- [TASK INSTRUCTIONS]:
Which lines of the material hold the word "ColumnHandle"? Copy each one.
= = = = = = =
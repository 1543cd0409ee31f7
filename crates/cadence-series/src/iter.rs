//! Positional iterators over a [`TimeSeries`].
//!
//! [`SeriesIter`] is a cursor with C++-style `begin`/`end` semantics:
//! it can be incremented, decremented, compared and measured, and it may
//! sit one past the last row. [`Steps`] adapts a `[start, end)` pair into
//! a standard Rust iterator of [`Timestep`]s.

use std::cmp::Ordering;
use std::fmt;
use std::iter::FusedIterator;

use cadence_core::SeriesError;

use crate::series::TimeSeries;
use crate::timestep::Timestep;

/// A movable position in a series.
///
/// Equality and ordering are defined on the row index. Two iterators
/// compare equal only if they refer to the same series, saw the same
/// number of registered variables when created, and sit on the same row.
#[derive(Clone, Copy)]
pub struct SeriesIter<'a> {
    series: &'a TimeSeries,
    row: usize,
    cardinality: usize,
}

impl<'a> SeriesIter<'a> {
    pub(crate) fn new(series: &'a TimeSeries, row: usize) -> Self {
        Self {
            series,
            row,
            cardinality: series.variable_count(),
        }
    }

    /// Current row index. Equals the series length at `end()`.
    pub fn row(&self) -> usize {
        self.row
    }

    /// Number of variables registered when this iterator was created.
    pub fn cardinality(&self) -> usize {
        self.cardinality
    }

    /// Whether this iterator sits one past the last row.
    pub fn is_end(&self) -> bool {
        self.row >= self.series.len()
    }

    /// Advance one row. Saturates at `end()`.
    pub fn increment(&mut self) -> &mut Self {
        if !self.is_end() {
            self.row += 1;
        }
        self
    }

    /// Step back one row. Saturates at row 0.
    pub fn decrement(&mut self) -> &mut Self {
        self.row = self.row.saturating_sub(1);
        self
    }

    /// Move by `n` rows, clamped to `[0, len]`.
    pub fn advance(&mut self, n: isize) -> &mut Self {
        self.row = self.row.saturating_add_signed(n).min(self.series.len());
        self
    }

    /// Signed number of rows from `self` to `other`.
    pub fn distance_to(&self, other: &SeriesIter<'_>) -> isize {
        other.row as isize - self.row as isize
    }

    /// The row under the iterator, or `None` at `end()`.
    pub fn current(&self) -> Option<Timestep<'a>> {
        Timestep::at(self.series, self.row)
    }

    /// Value of `name` at the current row.
    ///
    /// Fails with [`SeriesError::RowOutOfRange`] at `end()`.
    pub fn get(&self, name: &str) -> Result<f64, SeriesError> {
        self.step()?.get(name)
    }

    /// Overwrite `name` at the current row.
    ///
    /// Fails with [`SeriesError::RowOutOfRange`] at `end()`.
    pub fn set(&self, name: &str, value: f64) -> Result<(), SeriesError> {
        self.step()?.set(name, value)
    }

    fn step(&self) -> Result<Timestep<'a>, SeriesError> {
        self.current().ok_or(SeriesError::RowOutOfRange {
            row: self.row,
            len: self.series.len(),
        })
    }

    /// Iterate the rows in `[self, end)`.
    ///
    /// An `end` before `self` yields nothing.
    pub fn until(&self, end: &SeriesIter<'_>) -> Steps<'a> {
        let back = end.row.min(self.series.len());
        Steps {
            series: self.series,
            front: self.row.min(back),
            back,
        }
    }
}

impl PartialEq for SeriesIter<'_> {
    fn eq(&self, other: &Self) -> bool {
        if self.cardinality != other.cardinality {
            return false;
        }
        std::ptr::eq(self.series, other.series) && self.row == other.row
    }
}

impl Eq for SeriesIter<'_> {}

/// Iterators over different series are unordered.
impl PartialOrd for SeriesIter<'_> {
    fn partial_cmp(&self, other: &Self) -> Option<Ordering> {
        if std::ptr::eq(self.series, other.series) {
            Some(self.row.cmp(&other.row))
        } else {
            None
        }
    }
}

impl fmt::Debug for SeriesIter<'_> {
    fn fmt(&self, f: &mut fmt::Formatter<'_>) -> fmt::Result {
        f.debug_struct("SeriesIter")
            .field("row", &self.row)
            .field("cardinality", &self.cardinality)
            .field("timestamp", &self.series.timestamp_at(self.row))
            .finish()
    }
}

/// Rows of a series in `[front, back)`, yielded as [`Timestep`]s.
#[derive(Clone)]
pub struct Steps<'a> {
    series: &'a TimeSeries,
    front: usize,
    back: usize,
}

impl<'a> Iterator for Steps<'a> {
    type Item = Timestep<'a>;

    fn next(&mut self) -> Option<Self::Item> {
        if self.front >= self.back {
            return None;
        }
        let step = Timestep::at(self.series, self.front);
        self.front += 1;
        step
    }

    fn size_hint(&self) -> (usize, Option<usize>) {
        let n = self.back - self.front;
        (n, Some(n))
    }
}

impl DoubleEndedIterator for Steps<'_> {
    fn next_back(&mut self) -> Option<Self::Item> {
        if self.front >= self.back {
            return None;
        }
        self.back -= 1;
        Timestep::at(self.series, self.back)
    }
}

impl ExactSizeIterator for Steps<'_> {}

impl FusedIterator for Steps<'_> {}
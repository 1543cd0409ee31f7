//! The [`VariableStore`]: named `f64` columns with per-column locking.

use cadence_core::SeriesError;
use tracing::trace;

use crate::keyed::{KeyHandle, KeyedMap};

/// Shared handle to one variable column.
pub type ColumnHandle = KeyHandle<Vec<f64>>;

/// A mapping from variable name to an independently growable column.
///
/// All methods take `&self`; synchronization is per column. The store does
/// not enforce equal column lengths while it is being populated; call
/// [`check_lengths`](Self::check_lengths) once population is complete.
#[derive(Default)]
pub struct VariableStore {
    columns: KeyedMap<Vec<f64>>,
}

impl VariableStore {
    /// Create an empty store.
    pub fn new() -> Self {
        Self::default()
    }

    /// Register `name` if absent and return its column.
    ///
    /// Idempotent: a second call (from any thread) returns the existing
    /// column unchanged.
    pub fn register(&self, name: &str) -> ColumnHandle {
        let (handle, inserted) = self.columns.get_or_insert_with(name, Vec::new);
        if inserted {
            trace!(variable = name, "registered column");
        }
        handle
    }

    /// Register `name`, failing if it is already present.
    ///
    /// Used where names come from a source that must be unique, such as a
    /// file header.
    pub fn register_new(&self, name: &str) -> Result<ColumnHandle, SeriesError> {
        match self.columns.get_or_insert_with(name, Vec::new) {
            (handle, true) => Ok(handle),
            (_, false) => Err(SeriesError::Insertion {
                name: name.to_string(),
            }),
        }
    }

    /// Handle to an existing column.
    pub fn handle(&self, name: &str) -> Result<ColumnHandle, SeriesError> {
        self.columns
            .get(name)
            .ok_or_else(|| SeriesError::UnknownVariable {
                name: name.to_string(),
            })
    }

    /// A copy of the named column.
    pub fn get(&self, name: &str) -> Result<Vec<f64>, SeriesError> {
        self.with_column(name, <[f64]>::to_vec)
    }

    /// Run `f` on the named column in place, under its lock.
    pub fn with_column<R>(&self, name: &str, f: impl FnOnce(&[f64]) -> R) -> Result<R, SeriesError> {
        self.columns
            .with(name, |col| f(col.as_slice()))
            .ok_or_else(|| SeriesError::UnknownVariable {
                name: name.to_string(),
            })
    }

    /// Append `value` to `name`, registering the column if needed.
    pub fn push_back(&self, name: &str, value: f64) {
        self.register(name).lock().push(value);
    }

    /// Append `value` to an already-registered column.
    pub fn push_existing(&self, name: &str, value: f64) -> Result<(), SeriesError> {
        self.handle(name)?.lock().push(value);
        Ok(())
    }

    /// Resize every registered column to `n`; new slots are `0.0`.
    pub fn resize_all(&self, n: usize) {
        for (_, handle) in self.columns.entries() {
            handle.lock().resize(n, 0.0);
        }
    }

    /// Value of `name` at `row`.
    pub fn value_at(&self, name: &str, row: usize) -> Result<f64, SeriesError> {
        let handle = self.handle(name)?;
        let col = handle.lock();
        col.get(row).copied().ok_or(SeriesError::RowOutOfRange {
            row,
            len: col.len(),
        })
    }

    /// Overwrite `name` at `row`.
    pub fn set_at(&self, name: &str, row: usize, value: f64) -> Result<(), SeriesError> {
        let handle = self.handle(name)?;
        let mut col = handle.lock();
        let len = col.len();
        match col.get_mut(row) {
            Some(slot) => {
                *slot = value;
                Ok(())
            }
            None => Err(SeriesError::RowOutOfRange { row, len }),
        }
    }

    /// Length of the named column.
    pub fn column_len(&self, name: &str) -> Result<usize, SeriesError> {
        self.with_column(name, <[f64]>::len)
    }

    /// Drop a column. Returns whether it existed.
    pub fn remove(&self, name: &str) -> bool {
        self.columns.remove(name).is_some()
    }

    /// Whether `name` is registered.
    pub fn contains(&self, name: &str) -> bool {
        self.columns.contains_key(name)
    }

    /// Variable names in registration order.
    pub fn names(&self) -> Vec<String> {
        self.columns.keys()
    }

    /// `(name, handle)` pairs in registration order.
    pub fn columns(&self) -> Vec<(String, ColumnHandle)> {
        self.columns.entries()
    }

    /// Number of registered variables.
    pub fn len(&self) -> usize {
        self.columns.len()
    }

    /// Whether no variable is registered.
    pub fn is_empty(&self) -> bool {
        self.columns.is_empty()
    }

    /// Verify every column has exactly `expected` rows.
    ///
    /// Reports the first offender in registration order.
    pub fn check_lengths(&self, expected: usize) -> Result<(), SeriesError> {
        for (name, handle) in self.columns.entries() {
            let actual = handle.lock().len();
            if actual != expected {
                return Err(SeriesError::LengthMismatch {
                    column: name,
                    expected,
                    actual,
                });
            }
        }
        Ok(())
    }
}

impl std::fmt::Debug for VariableStore {
    fn fmt(&self, f: &mut std::fmt::Formatter<'_>) -> std::fmt::Result {
        f.debug_struct("VariableStore")
            .field("variables", &self.names())
            .finish()
    }
}

#[cfg(test)]
mod tests {
    use super::*;

    #[test]
    fn unknown_variable_is_a_lookup_error() {
        let store = VariableStore::new();
        assert_eq!(
            store.get("t"),
            Err(SeriesError::UnknownVariable { name: "t".into() })
        );
        assert!(store.push_existing("t", 1.0).is_err());
        assert!(store.is_empty());
    }

    #[test]
    fn push_back_registers_and_appends() {
        let store = VariableStore::new();
        store.push_back("t", 1.0);
        store.push_back("t", 2.0);
        store.push_back("rh", 50.0);
        assert_eq!(store.get("t").unwrap(), vec![1.0, 2.0]);
        assert_eq!(store.names(), vec!["t", "rh"]);
    }

    #[test]
    fn register_new_rejects_duplicates() {
        let store = VariableStore::new();
        store.register_new("t").unwrap();
        assert_eq!(
            store.register_new("t").unwrap_err(),
            SeriesError::Insertion { name: "t".into() }
        );
    }

    #[test]
    fn resize_all_preallocates_zeroes() {
        let store = VariableStore::new();
        store.register("a");
        store.push_back("b", 9.0);
        store.resize_all(4);
        assert_eq!(store.get("a").unwrap(), vec![0.0; 4]);
        assert_eq!(store.get("b").unwrap(), vec![9.0, 0.0, 0.0, 0.0]);
        assert!(store.check_lengths(4).is_ok());
    }

    #[test]
    fn row_access_is_bounds_checked() {
        let store = VariableStore::new();
        store.push_back("t", 1.5);
        assert_eq!(store.value_at("t", 0), Ok(1.5));
        assert_eq!(
            store.value_at("t", 1),
            Err(SeriesError::RowOutOfRange { row: 1, len: 1 })
        );
        store.set_at("t", 0, -3.0).unwrap();
        assert_eq!(store.value_at("t", 0), Ok(-3.0));
        assert!(store.set_at("t", 5, 0.0).is_err());
    }

    #[test]
    fn check_lengths_reports_first_offender() {
        let store = VariableStore::new();
        store.push_back("a", 1.0);
        store.push_back("b", 1.0);
        store.push_back("b", 2.0);
        store.push_back("c", 1.0);
        assert_eq!(
            store.check_lengths(1),
            Err(SeriesError::LengthMismatch {
                column: "b".into(),
                expected: 1,
                actual: 2,
            })
        );
    }

    #[test]
    fn remove_forgets_column() {
        let store = VariableStore::new();
        store.push_back("datetime", 0.0);
        store.push_back("t", 0.0);
        assert!(store.remove("datetime"));
        assert!(!store.contains("datetime"));
        assert_eq!(store.names(), vec!["t"]);
        assert!(!store.remove("datetime"));
    }

    mod proptests {
        use super::*;
        use proptest::prelude::*;

        proptest! {
            #[test]
            fn column_len_tracks_pushes(
                ops in proptest::collection::vec((0usize..4, -1e6f64..1e6), 0..64),
            ) {
                let names = ["a", "b", "c", "d"];
                let store = VariableStore::new();
                let mut expected = [0usize; 4];
                for &(k, v) in &ops {
                    store.push_back(names[k], v);
                    expected[k] += 1;
                }
                for (k, name) in names.iter().enumerate() {
                    if expected[k] == 0 {
                        prop_assert!(!store.contains(name));
                    } else {
                        prop_assert_eq!(store.column_len(name).unwrap(), expected[k]);
                    }
                }
            }
        }
    }
}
= = = = = = =
- [RESPONSE TO THIS TASK]:
pub type ColumnHandle = KeyHandle<Vec<f64>>;
    pub fn register(&self, name: &str) -> ColumnHandle {
    pub fn register_new(&self, name: &str) -> Result<ColumnHandle, SeriesError> {
    pub fn handle(&self, name: &str) -> Result<ColumnHandle, SeriesError> {
    pub fn columns(&self) -> Vec<(String, ColumnHandle)> {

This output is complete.